Since teenagers are newcomers, as they didn't even
exist before 19 years ago, they must be starved and
made hungry for their places in the greater society;
for this operant conditioning to work.  It is this
starvation and living in a vacuum concerning being
able to participate in and be part of the group and
the greater society, that sets the stage for these
caveman type groups and gangs to try to fill that
vacuum, as best as they are able (and they don't do it
very well.


 


This  (see abstract) is why we have so
much poverty in the U. S..  It is because it supports
the reward system that is the operating system used
here in the U. S. to organize us in getting together
in groups and producing.  Yet the power of getting
together in a group for economic activity can be
organized in ways much better than this reward system
way. These better ways don't depend on a backdrop of
poverty and starvation to make people hungry enough
for the reward in the hand of the system so that they
will conform to economic servitude.  So, if better
ways exist, why hasn't the U. S. implemented them?
Well, once a system is in place it develops an
inertia; and then it isn't easily replaced.
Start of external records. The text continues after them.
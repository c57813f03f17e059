//! Built-in core rules
//!
//! Rule ids without a plugin prefix resolve against this provider.

use crate::plugin::RuleProvider;
use serde_json::{Map, Value, json};
use std::collections::BTreeSet;

/// Name of the preset enabling [`RECOMMENDED_RULES`]
pub const RECOMMENDED_PRESET: &str = "lintfold:recommended";

/// Name of the preset enabling every core rule
pub const ALL_PRESET: &str = "lintfold:all";

/// All core rule ids
pub const CORE_RULES: &[&str] = &[
    "array-callback-return",
    "arrow-body-style",
    "camelcase",
    "complexity",
    "consistent-return",
    "constructor-super",
    "curly",
    "default-case",
    "default-param-last",
    "dot-notation",
    "eqeqeq",
    "for-direction",
    "func-names",
    "getter-return",
    "guard-for-in",
    "max-classes-per-file",
    "max-depth",
    "max-lines",
    "max-params",
    "new-cap",
    "no-async-promise-executor",
    "no-await-in-loop",
    "no-case-declarations",
    "no-class-assign",
    "no-compare-neg-zero",
    "no-cond-assign",
    "no-console",
    "no-const-assign",
    "no-constant-condition",
    "no-control-regex",
    "no-debugger",
    "no-delete-var",
    "no-dupe-args",
    "no-dupe-class-members",
    "no-dupe-else-if",
    "no-dupe-keys",
    "no-duplicate-case",
    "no-else-return",
    "no-empty",
    "no-empty-character-class",
    "no-empty-pattern",
    "no-eval",
    "no-ex-assign",
    "no-extra-boolean-cast",
    "no-fallthrough",
    "no-func-assign",
    "no-global-assign",
    "no-implied-eval",
    "no-import-assign",
    "no-invalid-regexp",
    "no-irregular-whitespace",
    "no-loss-of-precision",
    "no-misleading-character-class",
    "no-new-symbol",
    "no-nonoctal-decimal-escape",
    "no-obj-calls",
    "no-octal",
    "no-param-reassign",
    "no-plusplus",
    "no-prototype-builtins",
    "no-redeclare",
    "no-regex-spaces",
    "no-restricted-syntax",
    "no-self-assign",
    "no-setter-return",
    "no-shadow",
    "no-shadow-restricted-names",
    "no-sparse-arrays",
    "no-tabs",
    "no-this-before-super",
    "no-undef",
    "no-underscore-dangle",
    "no-unexpected-multiline",
    "no-unreachable",
    "no-unsafe-finally",
    "no-unsafe-negation",
    "no-unsafe-optional-chaining",
    "no-unused-expressions",
    "no-unused-labels",
    "no-unused-private-class-members",
    "no-unused-vars",
    "no-use-before-define",
    "no-useless-backreference",
    "no-useless-catch",
    "no-useless-escape",
    "no-var",
    "no-with",
    "object-shorthand",
    "prefer-arrow-callback",
    "prefer-const",
    "prefer-destructuring",
    "prefer-template",
    "quotes",
    "radix",
    "require-yield",
    "use-isnan",
    "valid-typeof",
    "yoda",
];

/// Core rules enabled by the recommended preset
pub const RECOMMENDED_RULES: &[&str] = &[
    "constructor-super",
    "for-direction",
    "getter-return",
    "no-async-promise-executor",
    "no-case-declarations",
    "no-class-assign",
    "no-compare-neg-zero",
    "no-cond-assign",
    "no-const-assign",
    "no-constant-condition",
    "no-control-regex",
    "no-debugger",
    "no-delete-var",
    "no-dupe-args",
    "no-dupe-class-members",
    "no-dupe-else-if",
    "no-dupe-keys",
    "no-duplicate-case",
    "no-empty",
    "no-empty-character-class",
    "no-empty-pattern",
    "no-ex-assign",
    "no-extra-boolean-cast",
    "no-fallthrough",
    "no-func-assign",
    "no-global-assign",
    "no-import-assign",
    "no-invalid-regexp",
    "no-irregular-whitespace",
    "no-loss-of-precision",
    "no-misleading-character-class",
    "no-new-symbol",
    "no-nonoctal-decimal-escape",
    "no-obj-calls",
    "no-octal",
    "no-prototype-builtins",
    "no-redeclare",
    "no-regex-spaces",
    "no-self-assign",
    "no-setter-return",
    "no-shadow-restricted-names",
    "no-sparse-arrays",
    "no-this-before-super",
    "no-undef",
    "no-unexpected-multiline",
    "no-unreachable",
    "no-unsafe-finally",
    "no-unsafe-negation",
    "no-unsafe-optional-chaining",
    "no-unused-labels",
    "no-unused-private-class-members",
    "no-unused-vars",
    "no-useless-backreference",
    "no-useless-catch",
    "no-useless-escape",
    "no-with",
    "require-yield",
    "use-isnan",
    "valid-typeof",
];

/// The built-in provider
#[derive(Debug, Clone, Copy, Default)]
pub struct CoreRules;

impl RuleProvider for CoreRules {
    fn list_rule_ids(&self) -> BTreeSet<String> {
        CORE_RULES.iter().map(|id| (*id).to_string()).collect()
    }

    fn provides(&self, rule: &str) -> bool {
        CORE_RULES.contains(&rule)
    }
}

impl CoreRules {
    /// Fragments making up the recommended preset
    pub fn recommended_preset() -> Vec<Value> {
        vec![rules_fragment(RECOMMENDED_RULES)]
    }

    /// Fragments making up the all-rules preset
    pub fn all_preset() -> Vec<Value> {
        vec![rules_fragment(CORE_RULES)]
    }
}

fn rules_fragment(ids: &[&str]) -> Value {
    let rules: Map<String, Value> = ids
        .iter()
        .map(|id| ((*id).to_string(), Value::from("error")))
        .collect();
    json!({ "rules": rules })
}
Certain
people develop a stake in seeing it continue.  As long
as it continues to function, there isn't enough
motivation to replace it.  Only if it were disrupted
and shut down, would we then replace it with a better
system.  One might think violent disruption would be
the way to go.  But actually, non violent methods are
more effective.  One might think our political system
could be the vehicle for change.  But that hasn't
happened.  The political avenue for change is an
indirect route. We are trying to change the economic
system, not the political system.  We don't elect the
CEO's of major corporations; and that is the system we
are trying to change.  We need a more direct approach
than trying to change the economic system through the
political system.  What has happened to the political
attempt, is that the economic system rulers have made
getting elected very expensive, and there is much
money involved in political lobbying; so that the
economic system has basically bought off the political
system.  What I refer to as a solution, is the
reverend Martin Luther King's successful use of the
boycott of the public transit system -where that
famous African American lady refused to go to the back
of the bus and was arrested for it; to start the civil
rights movement and make inroads for civil rights.
Since he was assassinated, I take it he was an
effective threat.  




Let's start a revolution:
We need to spread democracy to the workplace.  As it
stands now, workers don't elect their bosses, but
serve under dictatorship.  It is time for workers of a
company to elect those who have authority over them,
especially their direct superiors.  Anyone within the
company could run. And if we consumers enforced this
all over the world, this would be a level playing
field, where corporations couldn't leave America for
cheap labor in third world countries so much.
To encourage corporate America to accept this, I
propose a boycott. Vote with your dollars. We shall
single out one corporation at a time, -preferably the
larger multinational ones (retail is small potatoes);
figure out where their products ultimately go, and
then boycott that.  In the case of where one company
produces a cog and another company produces a wheel,
and another company produces another piece of a single
finished product; we shall thus target all these
companies simultaneously by boycotting that single
product.  Our ultimatum will be: adopt democracy in
your workplace, or you will not survive.
So lets get started.  Add to this message.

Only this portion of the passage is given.